10万年の世界経済史 上・下 グレゴリー・クラーク著/久保恵美子訳 ~知的興奮を覚える人類史最大の謎を巡る議論
世界には豊かな国と貧しい国があるが、1800年まで、1人当たりの所得が増大することはなかった。それは、豊かになれば人口が増大し、結局1人当たりの所得が増えることはないというマルサスの罠の状況にあったからだ。
本書はさらに、1800年の世界の人口の大半は、狩猟採集の石器時代の人々よりも貧しかったという。寿命や身長が伸びていないこと、1800年のほうが労働時間が長かったこと、食生活が単純だったことなどから、そういえると主張する。また、狩猟採集民の社会は平等に近かったが、農耕社会は不平等なので、庶民の生活水準は石器時代より低かったとも指摘する。
スミスの『諸国民の富』も、不平等な文明社会のほうが狩猟採集社会よりも豊かなのは分業があるからだという指摘から始まっているのだから、この主張は意外なものである。しかし、著者はさまざまな例を挙げて、この主張を裏付けようとする。土地が広範にあれば、原始的な技術でも効率的な食糧生産が可能だという。また、現在では、多くの国はさらに貧しくなった。その理由は、近代医学の発達によって、生存に必要な物資が石器時代より少なくなり、このことが1800年に貧しかった国を、もっと貧しい国に追いやっているという。
では、マルサスの罠の時代がこれほどまでに長く続いたのはなぜか。罠からの脱出が英国で1800年ごろに始まったのはなぜか。「大いなる分岐」(一つの国の中の所得格差は縮小してきたのに、特定の国々が豊かになるにつれて世界の国の間の所得格差が拡大してきたこと)が起きたのはなぜか。
経済学者は、貧しい国々の社会制度に問題があるとしてきたが、この議論では「大いなる分岐」は説明できないと著者はいう。なぜなら、中世イングランドの制度は、財産の保障、税率の低さ、労働・資本・土地の市場化、物価の安定などの条件において、現在よりもむしろ優れていたからだ。だから、人々は基本的に同じであり、それを取り巻く制度が異なるからだという理論では、1人当たりの所得の上昇を説明できないという。また、世界には多くの社会があるのに、なぜすべての社会が効率を阻害するような制度を採用してきたのかという問いにも答えることはできないと指摘する。
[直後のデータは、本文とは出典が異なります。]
//! Storage backends for the inventory aggregates.
//!
//! Two implementations of the `domain` repository traits:
//! - [`InMemoryStore`] for tests and single-process runs
//! - [`PostgresStore`] for production, with JSONB documents and the
//!   transactional outbox written in the same database transaction

pub mod memory;
pub mod postgres;

pub use memory::{
    InMemoryAllocations, InMemoryLedgerEntries, InMemoryLedgers, InMemoryReservations,
    InMemoryStore, InMemoryTransactions,
};
pub use postgres::{
    PgAllocations, PgLedgerEntries, PgLedgers, PgReservations, PgTransactions, PostgresStore,
};

use common::Version;
use domain::{InventoryError, Result};

/// Compares the version an aggregate was loaded at with the stored one.
///
/// A missing row counts as version 0, so new aggregates insert and stale
/// copies of deleted rows are rejected.
pub(crate) fn check_version(
    entity: &'static str,
    id: &str,
    expected: Version,
    stored: Option<Version>,
) -> Result<()> {
    let actual = stored.unwrap_or_else(Version::initial);
    if actual != expected {
        return Err(InventoryError::ConcurrentModification {
            entity,
            id: id.to_string(),
            expected,
            actual,
        });
    }
    Ok(())
}
//! Domain layer for the warehouse inventory core.
//!
//! This crate provides:
//! - `AggregateRoot` and `DomainEvent` traits for state-stored aggregates
//!   that buffer events for the transactional outbox
//! - The inventory ledger aggregate with cost layers and a double-entry
//!   journal
//! - Reservation and allocation aggregates with their state machines
//! - The inventory transaction audit record
//! - Repository contracts and the services that drive them

pub mod aggregate;
pub mod allocation;
pub mod error;
pub mod events;
pub mod ledger;
pub mod repository;
pub mod reservation;
pub mod transaction;

pub use aggregate::{AggregateRoot, DomainEvent};
pub use allocation::{
    AllocationError, AllocationService, AllocationStatus, InventoryAllocation, LocationKind,
    NewAllocation,
};
pub use error::{ErrorKind, InventoryError, Result};
pub use events::InventoryEvent;
pub use ledger::{
    AccountBalance, AccountType, AdjustStock, ConsumeStock, CostLayer, CostLayers,
    InventoryLedger, LedgerEntry, LedgerError, LedgerPosting, LedgerService, LedgerTransactionId,
    ReceiveStock, ReferenceType, ValuationMethod,
};
pub use repository::{
    AllocationRepository, Balance, LedgerEntryRepository, LedgerRepository,
    ReservationRepository, TransactionRepository,
};
pub use reservation::{
    DEFAULT_RESERVATION_TTL_MINUTES, InventoryReservation, NewReservation, ReservationError,
    ReservationService, ReservationStatus,
};
pub use transaction::{InventoryTransaction, TransactionType};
著者はそのうえで、自身の説を挙げる。すべての読者が、著者の議論に説得されないにしても、人類史の最大の謎である「大いなる分岐」を巡る議論に、心地よい知的興奮を覚えることは間違いないだろう。
Gregory Clark
米国カリフォルニア大学デービス校経済学部教授。1957年生まれ。1985年ハーバード大学でPh.D取得。英国とインドの経済史、長期にわたる経済成長を研究している。